Heart chambers and valve
Chambers Atria Ventricles Atrioventricular Valves Bicuspid Tricuspid Overflow valves
Chamber: Atria
two upper chambers known as the right and left atria (singular: atrium). These are thin-walled, low-pressure chambers and receive blood. The muscles in the atria are thinner than either ventricles.
Chamber: Ventricles
high-pressure chambers, they pump blood out of the heart. The left ventricle must contract with sufficient force to send blood to the entire body; therefore, its muscle walls are the thickest. Right ventricle needs only to pump blood to the low-pressure lungs; therefore, it is a thinner-walled chamber.
Valves
as each heart chamber contracts, it pushes blood either into a ventricle or out the heart to the lungs or body. Cardiac valves are one-way tissue flaps that open and close in response to pressure changes within the chambers. These valves allow blood to flow in one direction only, preventing backflow.
Atrioventricular Valves
atrioventricular (AV) valves lie between the atria and ventricles. The valve between the right atrium and right ventricle is the tricuspid valve, formed of three flaps (cusps) of tissues.
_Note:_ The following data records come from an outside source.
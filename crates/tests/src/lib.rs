//! # Integration Tests
//!
//! Cross-crate and end-to-end tests.
//!
//! Covers:
//! - Contract serialization snapshots
//! - Topology file -> running dispatcher tree -> propagation
//! - Producers on async tasks and OS threads

#[cfg(test)]
mod contract_tests {
    use contracts::{DispatchRecord, MetricsSnapshot, Target};

    #[test]
    fn test_target_serialization() {
        assert_eq!(
            serde_json::to_string(&Target::Broadcast).unwrap(),
            r#""broadcast""#
        );
        assert_eq!(
            serde_json::to_string(&Target::Slot(3)).unwrap(),
            r#"{"slot":3}"#
        );
        let record = DispatchRecord {
            target: Target::from_index(-1),
            ring_slot: 2,
        };
        assert_eq!(record.target, Target::Broadcast);
    }

    #[test]
    fn test_metrics_snapshot_fields() {
        let snapshot = MetricsSnapshot {
            accepted: 3,
            dropped: 1,
            ..Default::default()
        };
        let value = serde_json::to_value(snapshot).unwrap();
        assert_eq!(value["accepted"], 3);
        assert_eq!(value["dropped"], 1);
        assert!((snapshot.drop_rate() - 25.0).abs() < 1e-9);
    }
}

#[cfg(test)]
mod e2e_tests {
    use std::collections::BTreeMap;
    use std::sync::atomic::{AtomicU64, Ordering};
    use std::sync::{Arc, Mutex};
    use std::thread;
    use std::time::{Duration, Instant};

    use bytemuck::{Pod, Zeroable};
    use config_loader::{ConfigFormat, ConfigLoader};
    use contracts::{Flow, PodHandler, Target, TopologyConfig};
    use dispatcher::{CountingHandler, Dispatcher, DispatchError};
    use observability::DispatchMetricsAggregator;

    const TOPOLOGY: &str = r#"
[[dispatchers]]
name = "vehicle"
ring_capacity = 64
element_size = 16

[[dispatchers]]
name = "powertrain"
ring_capacity = 32
element_size = 16
max_handlers = 4
parent = "vehicle"

[[dispatchers]]
name = "engine"
ring_capacity = 16
element_size = 16
max_handlers = 4
parent = "powertrain"

[dispatchers.worker]
name = "engine-cb"
stack_size = 65536
"#;

    /// A CAN-style frame used as payload
    #[repr(C)]
    #[derive(Debug, Clone, Copy, PartialEq, Pod, Zeroable)]
    struct Frame {
        id: u32,
        len: u32,
        data: [u8; 8],
    }

    fn frame(id: u32) -> Frame {
        Frame {
            id,
            len: 8,
            data: id.to_le_bytes().repeat(2).try_into().unwrap(),
        }
    }

    fn wait_for(mut cond: impl FnMut() -> bool) -> bool {
        let deadline = Instant::now() + Duration::from_secs(5);
        while Instant::now() < deadline {
            if cond() {
                return true;
            }
            thread::sleep(Duration::from_millis(2));
        }
        cond()
    }

    /// Start every dispatcher of a topology, parents first
    fn build(topology: &TopologyConfig) -> BTreeMap<String, Dispatcher> {
        let mut built: BTreeMap<String, Dispatcher> = BTreeMap::new();
        for name in topology.parent_first_order().unwrap() {
            let config = topology.get(name).unwrap().clone();
            let dispatcher = Dispatcher::start(config.clone()).unwrap();
            if let Some(parent) = config.parent.as_deref() {
                dispatcher.set_parent(&built[parent]).unwrap();
            }
            built.insert(name.to_string(), dispatcher);
        }
        built
    }

    #[test]
    fn test_e2e_three_level_propagation() {
        observability::init_test_tracing();

        let topology = ConfigLoader::load_from_str(TOPOLOGY, ConfigFormat::Toml).unwrap();
        let tree = build(&topology);
        assert_eq!(tree["engine"].parent_name().as_deref(), Some("powertrain"));
        assert_eq!(tree["engine"].config().worker_name(), "engine-cb");

        // engine: two relays; powertrain: one relay and one sink; vehicle: collector
        let seen_at_vehicle = Arc::new(Mutex::new(Vec::new()));
        let sink = Arc::clone(&seen_at_vehicle);
        tree["vehicle"]
            .register_handler(
                Arc::new(PodHandler::new("collect", move |f: &Frame| {
                    sink.lock().unwrap().push(f.id);
                    Flow::Stop
                })),
                false,
            )
            .unwrap();

        tree["powertrain"]
            .register_fn("relay", |_: &[u8]| Flow::Propagate, false)
            .unwrap();
        let powertrain_sink = Arc::new(CountingHandler::new("pt-sink"));
        tree["powertrain"]
            .register_handler(powertrain_sink.clone(), false)
            .unwrap();

        for name in ["relay-a", "relay-b"] {
            tree["engine"]
                .register_fn(name, |_: &[u8]| Flow::Propagate, false)
                .unwrap();
        }

        for id in 1..=4 {
            tree["engine"].call_pod(&frame(id), Target::Broadcast).unwrap();
        }

        // each engine record reaches powertrain twice, each powertrain record reaches vehicle once
        assert!(wait_for(|| seen_at_vehicle.lock().unwrap().len() == 8));
        assert_eq!(powertrain_sink.invocations(), 8);

        let mut ids = seen_at_vehicle.lock().unwrap().clone();
        ids.sort_unstable();
        assert_eq!(ids, vec![1, 1, 2, 2, 3, 3, 4, 4]);

        assert_eq!(tree["vehicle"].poll_last_pod::<Frame>().unwrap().map(|f| f.id), Some(4));

        assert!(wait_for(|| tree["engine"].metrics().propagated == 8
            && tree["powertrain"].metrics().propagated == 8));

        let mut aggregator = DispatchMetricsAggregator::new();
        for (name, dispatcher) in &tree {
            aggregator.update(name, dispatcher.metrics());
        }
        let summary = aggregator.summary();
        assert_eq!(summary.per_dispatcher["powertrain"].accepted, 8);
        assert_eq!(summary.per_dispatcher["vehicle"].accepted, 8);
        assert_eq!(summary.total.propagated, 16);
        assert_eq!(summary.total.dropped, 0);
    }

    #[test]
    fn test_e2e_targeted_handlers() {
        let topology = ConfigLoader::load_from_str(TOPOLOGY, ConfigFormat::Toml).unwrap();
        let tree = build(&topology);
        let engine = &tree["engine"];

        let any = Arc::new(CountingHandler::new("any"));
        let rpm = Arc::new(CountingHandler::new("rpm"));
        let temp = Arc::new(CountingHandler::new("temp"));
        assert_eq!(engine.register_handler(any.clone(), false).unwrap(), 0);
        assert_eq!(engine.register_handler(rpm.clone(), true).unwrap(), 1);
        assert_eq!(engine.register_handler(temp.clone(), true).unwrap(), 2);

        engine.call_pod(&frame(10), Target::from_index(1)).unwrap();
        engine.call_pod(&frame(11), Target::from_index(2)).unwrap();
        engine.call_pod(&frame(12), Target::from_index(-1)).unwrap();

        assert!(wait_for(|| engine.metrics().records_dispatched == 3));
        assert_eq!(any.invocations(), 3);
        assert_eq!(rpm.invocations(), 2);
        assert_eq!(temp.invocations(), 2);
        assert_eq!(
            bytemuck::pod_read_unaligned::<Frame>(&rpm.last_payload()).id,
            12
        );
    }

    #[test]
    fn test_e2e_shutdown_parent_first() {
        let topology = ConfigLoader::load_from_str(TOPOLOGY, ConfigFormat::Toml).unwrap();
        let tree = build(&topology);
        tree["engine"]
            .register_fn("relay", |_: &[u8]| Flow::Propagate, false)
            .unwrap();

        // a stopped parent refuses forwarded payloads; the child keeps running
        tree["powertrain"].stop();
        tree["engine"].call_pod(&frame(1), Target::Broadcast).unwrap();
        assert!(wait_for(|| tree["engine"].metrics().forward_failures == 1));
        assert_eq!(tree["engine"].metrics().propagated, 0);
        assert!(matches!(
            tree["powertrain"].call_pod(&frame(2), Target::Broadcast),
            Err(DispatchError::Closed)
        ));
    }

    #[tokio::test]
    async fn test_e2e_async_producers() {
        let topology = ConfigLoader::load_from_str(TOPOLOGY, ConfigFormat::Toml).unwrap();
        let mut tree = build(&topology);
        let vehicle = Arc::new(tree.remove("vehicle").unwrap());

        let received = Arc::new(AtomicU64::new(0));
        let counter = Arc::clone(&received);
        vehicle
            .register_fn(
                "count",
                move |_: &[u8]| {
                    counter.fetch_add(1, Ordering::Relaxed);
                    Flow::Stop
                },
                false,
            )
            .unwrap();

        // call never blocks, so it is safe on runtime threads
        let tasks: Vec<_> = (0..4u32)
            .map(|task| {
                let vehicle = Arc::clone(&vehicle);
                tokio::spawn(async move {
                    let mut accepted = 0u64;
                    for i in 0..8 {
                        match vehicle.call_pod(&frame(task * 100 + i), Target::Broadcast) {
                            Ok(_) => accepted += 1,
                            Err(e) => assert!(e.is_dropped(), "unexpected error: {e}"),
                        }
                        tokio::task::yield_now().await;
                    }
                    accepted
                })
            })
            .collect();

        let mut accepted = 0;
        for task in tasks {
            accepted += task.await.unwrap();
        }

        assert!(wait_for(|| received.load(Ordering::Relaxed) == accepted));
        assert_eq!(vehicle.metrics().accepted, accepted);
        assert_eq!(accepted + vehicle.metrics().dropped, 32);
    }
}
The valve between the left atrium and left ventricle is the mitral or bicuspid valve, formed of only two flaps of tissue. Blood flows from the atria to the ventricles through open AV valves when the ventricular pressure is lower than atrial pressure. Contracting ventricles create increased pressure, causing AV valves to close.
Overflow valves
crescent shaped (half-moon) cusps form the semilunar valves. The pulmonary semilunar valve (Pulmonic Valve) separates the right ventricle from the pulmonary artery. The aortic (semilunar) valve separates the left ventricle from the aorta. The semilunar valves open when ventricles contract, as the ventricles relax, blood flows backward toward the ventricles. Blood fills the semilunar cusps, which close the valves, preventing backflow.
Blood Flow Route Of The Heart
the right atrium receives venous (deoxygenated) blood from the body via superior and inferior vena cavae.
Blood then passes through the tricuspid valve to the right ventricle, and moves through the pulmonic valve during ventricular contraction to enter the pulmonary artery, and then the lungs, where it exchanges carbon dioxide for oxygen.
From the lungs, blood (oxygenated) returns from the lungs via pulmonary veins to the left atrium, travels through the bicuspid valve to the left ventricle.
During ventricular contraction, the blood from the left ventricle exits through the aortic semilunar valve into the aorta and onto systemic circulation.